Dunque, il protagonista di questo romanzo è un ex-insegnante universitario di nome Coleman Silk. Coleman Silk ha un segreto ingombrante, capace di cambiare il destino di diverse altre vite, oltre la sua. Un segreto che, con l’ironia che solo la vita a volte sa avere, finisce inaspettatamente per ritorcersi contro Coleman stesso. Eppure l’ex-professore vi rimane attaccato, certamente (ma non solo) anche per una questione di principio.
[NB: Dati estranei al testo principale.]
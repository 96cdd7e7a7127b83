//! World snapshot abstraction: the only way actor observations reach the engine.

use crate::error::EnvError;
use crate::types::{ActorId, ActorState};

/// Source of per-tick actor observations.
///
/// # Implementations
///
/// - **Production**: adapter over the host game's object table
/// - **Simulation**: scripted runners moving along waypoint courses
///
/// The engine never queries the world; it only reacts to the values
/// returned here.
pub trait WorldSnapshot: Send + Sync {
    /// Returns the state of every tracked actor for the current tick.
    ///
    /// # Returns
    /// * `Ok(actors)` - Observations for this tick (may be empty)
    /// * `Err(EnvError::SnapshotUnavailable)` - The world could not be read
    ///   this tick (loading screen, zone transition)
    fn snapshot(&self) -> Result<Vec<ActorState>, EnvError>;

    /// Returns the state of a single actor.
    fn actor(&self, id: ActorId) -> Result<ActorState, EnvError> {
        self.snapshot()?
            .into_iter()
            .find(|a| a.id == id)
            .ok_or_else(|| EnvError::untracked(id))
    }
}

/// A fixed snapshot, useful for replaying recorded ticks.
#[derive(Debug, Clone, Default)]
pub struct StaticSnapshot {
    actors: Vec<ActorState>,
}

impl StaticSnapshot {
    /// Creates a snapshot from a list of actors.
    pub fn new(actors: Vec<ActorState>) -> Self {
        Self { actors }
    }

    /// Replaces or inserts an actor's state.
    pub fn upsert(&mut self, state: ActorState) {
        match self.actors.iter_mut().find(|a| a.id == state.id) {
            Some(existing) => *existing = state,
            None => self.actors.push(state),
        }
    }
}

impl WorldSnapshot for StaticSnapshot {
    fn snapshot(&self) -> Result<Vec<ActorState>, EnvError> {
        Ok(self.actors.clone())
    }
}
Perché, sullo sfondo delle vicende umane, vi è l’America perbenista e puritana che nel 1998 era tutta presa dallo scandalo Clinton-Lewinsky, un’America che ancora oggi sa essere estremamente bacchettona mentre, al contempo, produce mostri di indicibili fattezze.

Così anche in questo romanzo, scritto superbamente, Philip Roth riprende una delle sue tematiche più care: la tragica forza, la coercizione con cui la società impone agli individui di conformarsi, influenzandone così il modo di pensare e i comportamenti. Una società che si scaglia violentemente contro alcuni permettendosi di giudicare perché pensa di sapere, quando in realtà niente è mai davvero come sembra. Con “La macchia umana” Roth estremizza quest’ultimo concetto, proprio attraverso il segreto che le dolorose decisioni prese da Coleman Silk in gioventù hanno fabbricato.
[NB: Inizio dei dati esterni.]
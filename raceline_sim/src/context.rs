//! Simulation context implementing RaceContext for deterministic testing.

use async_trait::async_trait;
use raceline_env::RaceContext;
use std::sync::{Arc, Mutex, PoisonError};
use std::time::{Duration, SystemTime, UNIX_EPOCH};

/// Simulation context backed by a virtual clock.
///
/// This implements `RaceContext` using:
/// - A virtual clock that only moves when the harness advances it
/// - Simulated sleep that advances virtual time
///
/// Race stopwatches and finish cool-downs therefore depend only on the
/// number of ticks run, never on how fast the host machine is.
pub struct SimContext {
    /// Current virtual time (nanoseconds since simulation start)
    virtual_time_ns: Arc<Mutex<u64>>,

    /// Epoch offset (virtual time 0 maps to this wall-clock time)
    epoch: SystemTime,
}

impl SimContext {
    /// Creates a context at virtual time zero.
    pub fn new() -> Self {
        Self {
            virtual_time_ns: Arc::new(Mutex::new(0)),
            epoch: UNIX_EPOCH + Duration::from_secs(1704067200), // 2024-01-01 00:00:00 UTC
        }
    }

    /// Creates an Arc-wrapped context for sharing.
    pub fn shared() -> Arc<Self> {
        Arc::new(Self::new())
    }

    /// Advances virtual time by the given duration.
    pub fn advance_time(&self, duration: Duration) {
        let mut time = self.virtual_time_ns.lock().unwrap_or_else(PoisonError::into_inner);
        *time += duration.as_nanos() as u64;
    }

    /// Sets the virtual time to a specific value.
    pub fn set_time(&self, time_ns: u64) {
        let mut time = self.virtual_time_ns.lock().unwrap_or_else(PoisonError::into_inner);
        *time = time_ns;
    }

    /// Returns the current virtual time in nanoseconds.
    pub fn time_ns(&self) -> u64 {
        *self.virtual_time_ns.lock().unwrap_or_else(PoisonError::into_inner)
    }
}

impl Default for SimContext {
    fn default() -> Self {
        Self::new()
    }
}

impl Clone for SimContext {
    fn clone(&self) -> Self {
        Self {
            virtual_time_ns: Arc::clone(&self.virtual_time_ns),
            epoch: self.epoch,
        }
    }
}

#[async_trait]
impl RaceContext for SimContext {
    fn now(&self) -> Duration {
        Duration::from_nanos(self.time_ns())
    }

    fn system_time(&self) -> SystemTime {
        self.epoch + self.now()
    }

    async fn sleep(&self, duration: Duration) {
        // Sleeping advances virtual time; yield so other tasks observe it
        self.advance_time(duration);
        tokio::task::yield_now().await;
    }

    fn spawn<F>(&self, name: &str, future: F)
    where
        F: std::future::Future<Output = ()> + Send + 'static,
    {
        tracing::trace!(task = name, "spawn");
        tokio::spawn(future);
    }
}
L’indipendenza dal (pre)giudizio, l’accettazione della contradditorietà, il coraggio di fare spazio alla precarietà. Tutto questo è “La macchia umana”, tutto questo è ciascuna delle nostre vite perchè

Noi lasciamo una macchia, lasciamo la nostra impronta. Impurità, crudeltà, abuso, errore, escremento, seme: non c’è altro mezzo per essere qui.

The Hate U Give

Negli ultimi anni l’espressione T.H.U.G. L.I.F.E. coniata da 2pac negli anni ’90 è stata completamente snaturata. “The Hate U Give” di Angie Thomas ci fa rispolverare il suo vero significato, mettendolo al centro di un romanzo scritto in modo fresco e giovane, ma che tratta una tematica tutt’altro che leggera.
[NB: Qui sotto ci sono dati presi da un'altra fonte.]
//! Common types for the race environment abstraction.

use nalgebra::Vector3;
use serde::{Deserialize, Serialize};
use uuid::Uuid;

/// Unique identifier for a tracked actor (a player observed in the world).
///
/// Uses UUID v4 for global uniqueness without coordination.
#[derive(Debug, Clone, Copy, PartialEq, Eq, Hash, PartialOrd, Ord, Serialize, Deserialize)]
pub struct ActorId(pub Uuid);

impl ActorId {
    /// Creates a new random ActorId.
    pub fn new() -> Self {
        Self(Uuid::new_v4())
    }

    /// Creates an ActorId from a UUID.
    pub fn from_uuid(uuid: Uuid) -> Self {
        Self(uuid)
    }

    /// Creates a deterministic ActorId from a seed (for simulation).
    pub fn from_seed(seed: u64) -> Self {
        let mut bytes = [0u8; 16];
        bytes[0..8].copy_from_slice(&seed.to_le_bytes());
        bytes[8..16].copy_from_slice(&seed.wrapping_mul(0x517cc1b727220a95).to_le_bytes());
        Self(Uuid::from_bytes(bytes))
    }

    /// Returns the inner UUID.
    pub fn as_uuid(&self) -> Uuid {
        self.0
    }
}

impl Default for ActorId {
    fn default() -> Self {
        Self::new()
    }
}

impl std::fmt::Display for ActorId {
    fn fmt(&self, f: &mut std::fmt::Formatter<'_>) -> std::fmt::Result {
        // Show first 8 chars for readability
        write!(f, "{}", &self.0.to_string()[..8])
    }
}

/// One tick's observation of a tracked actor.
///
/// This is everything the race engine learns about a player: who they are,
/// where they stand, and whether they are on the ground or on a mount.
#[derive(Debug, Clone, PartialEq, Serialize, Deserialize)]
pub struct ActorState {
    /// Stable identity across ticks
    pub id: ActorId,

    /// Display name (copied into completion records)
    pub name: String,

    /// Home world / shard name (copied into completion records)
    pub world: String,

    /// World position in game units
    pub position: Vector3<f64>,

    /// Standing on solid ground this tick
    pub grounded: bool,

    /// Riding a mount this tick
    pub mounted: bool,
}

impl ActorState {
    /// Creates a grounded, unmounted actor at a position.
    pub fn new(id: ActorId, name: impl Into<String>, position: Vector3<f64>) -> Self {
        Self {
            id,
            name: name.into(),
            world: String::new(),
            position,
            grounded: true,
            mounted: false,
        }
    }

    /// Returns a copy moved to a new position, keeping identity and flags.
    pub fn at(&self, position: Vector3<f64>) -> Self {
        Self {
            position,
            ..self.clone()
        }
    }

    /// Sets the home world.
    pub fn with_world(mut self, world: impl Into<String>) -> Self {
        self.world = world.into();
        self
    }

    /// Sets the grounded flag.
    pub fn with_grounded(mut self, grounded: bool) -> Self {
        self.grounded = grounded;
        self
    }

    /// Sets the mounted flag.
    pub fn with_mounted(mut self, mounted: bool) -> Self {
        self.mounted = mounted;
        self
    }
}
L’evento che mette in moto la narrazione del romanzo è tutt’altro che finzione; purtroppo, in America accade ancora oggi non così di rado che ragazzi di colore vengano uccisi, in quartieri più o meno problematici, da poliziotti che non hanno i nervi abbastanza saldi. A volte, questi poliziotti sono bianchi e tanto basta per riaprire ferite che nella storia americana non hanno mai veramente smesso di sanguinare. Perché, se anche in altri Paesi esiste il problema di riuscire a far trionfare la giustizia quando si tratta di fare un processo a poliziotti (e noi lo sappiamo bene con il caso di Stefano Cucchi), in America basta che la vittima sia afroamericana e il poliziotto bianco per far diventare la vicenda anche terreno di uno scontro razziale. Ed è qui che l’espressione T.H.U.G. L.I.F.E. diventa centrale nonché il filo rosso da seguire durante la lettura.

Non voglio fare spoiler e quindi non aggiungo altro, ma ti invito a leggere questo romanzo, concepito per essere letto già da ragazzi di 15/16 anni, segnando, almeno per quanto mi riguarda, un punto a favore dell’autrice. Angie Thomas ha infatti confezionato un libro che, tra le altre cose, sarebbe da far leggere nelle scuole, non solo negli USA ma in tutto il mondo.